#### TASK PROMPT:
Repeat verbatim only the lines from the opening of the material below through the one that contains "pub mod request;".

#### SUPPLIED MATERIAL:
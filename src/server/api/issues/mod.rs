//! Handlers for grading issues.
use actix_web::{web, HttpResponse, Responder};

use crate::submissions::store::SubmissionStore;
use crate::utils::{git::VersionControl, issues::IssueTracker};

use super::state::App as AppState;

/// Module that maps the HTTP web request body to structs.
pub mod request;

/// Refresh the stored grading summary of one user's task.
#[tracing::instrument(skip(data, body))]
pub async fn fetch_issues<V, T, S>(
    data: web::Data<AppState<V, T, S>>,
    body: web::Json<request::FetchIssues>,
) -> impl Responder
where
    V: VersionControl + 'static,
    T: IssueTracker + 'static,
    S: SubmissionStore + 'static,
{
    let request::FetchIssues { user, task_id } = body.into_inner();
    let task = match task_id.number() {
        Ok(task) => task,
        Err(err) => return HttpResponse::BadRequest().body(err),
    };
    let state = data.clone();
    match web::block(move || state.grading.refresh(&user, task)).await {
        Ok(result) => HttpResponse::Ok().json(result),
        Err(err) => {
            tracing::error!("Issue worker failed: {err}");
            HttpResponse::InternalServerError().body(err.to_string())
        }
    }
}

/// Open an issue on one user's task repository.
#[tracing::instrument(skip(data, body))]
pub async fn create_issue<V, T, S>(
    data: web::Data<AppState<V, T, S>>,
    body: web::Json<request::CreateIssue>,
) -> impl Responder
where
    V: VersionControl + 'static,
    T: IssueTracker + 'static,
    S: SubmissionStore + 'static,
{
    let request::CreateIssue {
        user,
        task_id,
        title,
        body,
    } = body.into_inner();
    let task = match task_id.number() {
        Ok(task) => task,
        Err(err) => return HttpResponse::BadRequest().body(err),
    };
    let state = data.clone();
    match web::block(move || state.grading.create_issue(&user, task, &title, &body)).await {
        Ok(outcome) => HttpResponse::Ok().json(outcome),
        Err(err) => {
            tracing::error!("Issue worker failed: {err}");
            HttpResponse::InternalServerError().body(err.to_string())
        }
    }
}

#### SOLUTION TO THIS EXERCISE:
filename src/server/api/issues/mod.rs
//! Handlers for grading issues.
use actix_web::{web, HttpResponse, Responder};

use crate::submissions::store::SubmissionStore;
use crate::utils::{git::VersionControl, issues::IssueTracker};

use super::state::App as AppState;

/// Module that maps the HTTP web request body to structs.
pub mod request;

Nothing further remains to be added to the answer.